Former HHS Secretary Michael Leavitt, who left office in 2009, agreed. He added that he isn’t surprised that senior officials would rather face a day of bad headlines than signal weakness to the Supreme Court.

“If the court thought they had a plan, they might think, they felt like their case was weak,” Leavitt, who also served as governor of Utah, said in an interview.

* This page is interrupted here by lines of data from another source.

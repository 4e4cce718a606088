// SPDX-FileCopyrightText: 2026 Botline Contributors
// SPDX-License-Identifier: MIT OR Apache-2.0

//! Anthropic Messages API request/response types.
//!
//! Auto-reply generation only ever sends plain-text conversations, so
//! message content is a plain string rather than structured blocks.

use serde::{Deserialize, Serialize};

/// A request to the Anthropic Messages API.
#[derive(Debug, Clone, Serialize)]
pub struct MessageRequest {
    /// Model identifier (e.g., "claude-sonnet-4-20250514").
    pub model: String,

    /// Conversation messages, oldest first.
    pub messages: Vec<ApiMessage>,

    /// System prompt (optional).
    #[serde(skip_serializing_if = "Option::is_none")]
    pub system: Option<String>,

    /// Maximum tokens to generate.
    pub max_tokens: u32,

    /// Sampling temperature (optional; provider default when omitted).
    #[serde(skip_serializing_if = "Option::is_none")]
    pub temperature: Option<f32>,

    /// Whether to stream the response. Always false for auto-replies.
    pub stream: bool,
}

/// A single message in the Anthropic conversation format.
#[derive(Debug, Clone, Serialize, Deserialize)]
pub struct ApiMessage {
    /// Role: "user" or "assistant".
    pub role: String,

    /// Plain-text content.
    pub content: String,
}

/// A full response from the Anthropic Messages API.
#[derive(Debug, Clone, Deserialize)]
pub struct MessageResponse {
    /// Response ID.
    pub id: String,
    /// Response type (always "message").
    #[serde(rename = "type")]
    pub type_: String,
    /// Role (always "assistant").
    pub role: String,
    /// Content blocks in the response.
    pub content: Vec<ResponseContentBlock>,
    /// Model that generated the response.
    pub model: String,
    /// Reason the generation stopped.
    pub stop_reason: Option<String>,
    /// Token usage statistics.
    pub usage: ApiUsage,
}

impl MessageResponse {
    /// Concatenates the text of all text content blocks.
    pub fn text(&self) -> String {
        self.content
            .iter()
            .map(|block| {
                let ResponseContentBlock::Text { text } = block;
                text.as_str()
            })
            .collect::<Vec<_>>()
            .join("")
    }
}

/// A content block in a response.
#[derive(Debug, Clone, Deserialize)]
#[serde(tag = "type")]
pub enum ResponseContentBlock {
    /// Text content block.
    #[serde(rename = "text")]
    Text { text: String },
}

/// Token usage statistics from the API.
#[derive(Debug, Clone, Default, Deserialize)]
pub struct ApiUsage {
    /// Number of input tokens consumed.
    pub input_tokens: u32,
    /// Number of output tokens generated.
    pub output_tokens: u32,
}

/// API error response body.
#[derive(Debug, Clone, Deserialize)]
pub struct ApiErrorResponse {
    /// Error details.
    pub error: ApiErrorDetail,
}

/// Error detail within an API error response.
#[derive(Debug, Clone, Deserialize)]
pub struct ApiErrorDetail {
    /// Error type identifier (e.g., "rate_limit_error").
    #[serde(rename = "type")]
    pub type_: String,
    /// Human-readable error message.
    pub message: String,
}

#[cfg(test)]
mod tests {
    use super::*;

    #[test]
    fn serialize_message_request() {
        let req = MessageRequest {
            model: "claude-sonnet-4-20250514".into(),
            messages: vec![ApiMessage {
                role: "user".into(),
                content: "Hello".into(),
            }],
            system: Some("You are helpful.".into()),
            max_tokens: 1024,
            temperature: Some(0.7),
            stream: false,
        };
        let json = serde_json::to_value(&req).unwrap();
        assert_eq!(json["model"], "claude-sonnet-4-20250514");
        assert_eq!(json["system"], "You are helpful.");
        assert_eq!(json["messages"][0]["content"], "Hello");
        assert_eq!(json["temperature"], 0.7);
        assert_eq!(json["stream"], false);
    }

    #[test]
    fn serialize_message_request_omits_unset_fields() {
        let req = MessageRequest {
            model: "claude-sonnet-4-20250514".into(),
            messages: vec![],
            system: None,
            max_tokens: 1024,
            temperature: None,
            stream: false,
        };
        let json = serde_json::to_value(&req).unwrap();
        assert!(json.get("system").is_none());
        assert!(json.get("temperature").is_none());
    }

    #[test]
    fn deserialize_message_response_and_join_text() {
        let json = r#"{
            "id": "msg_123",
            "type": "message",
            "role": "assistant",
            "content": [
                {"type": "text", "text": "Hello"},
                {"type": "text", "text": " there!"}
            ],
            "model": "claude-sonnet-4-20250514",
            "stop_reason": "end_turn",
            "usage": {"input_tokens": 10, "output_tokens": 5}
        }"#;
        let resp: MessageResponse = serde_json::from_str(json).unwrap();
        assert_eq!(resp.text(), "Hello there!");
        assert_eq!(resp.usage.output_tokens, 5);
    }

    #[test]
    fn deserialize_api_error_response() {
        let json = r#"{"error": {"type": "rate_limit_error", "message": "Rate limited"}}"#;
        let err: ApiErrorResponse = serde_json::from_str(json).unwrap();
        assert_eq!(err.error.type_, "rate_limit_error");
        assert_eq!(err.error.message, "Rate limited");
    }
}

The GOP, of course, would love for the administration to signal weakness — all while they, the party that controls both chambers of Congress now, signal strength, comfort and reassurance. That’s why they’re putting effort into developing an “alternative” to Obamacare after all these years. It’s all to show John Roberts: go ahead, guy, we’ll take care of everything else. There’s no way that any of this should have any bearing on what John Roberts will decide, but it’s a reasonable bet that it will, and it makes perfect, cynical sense to appeal to John Roberts this way.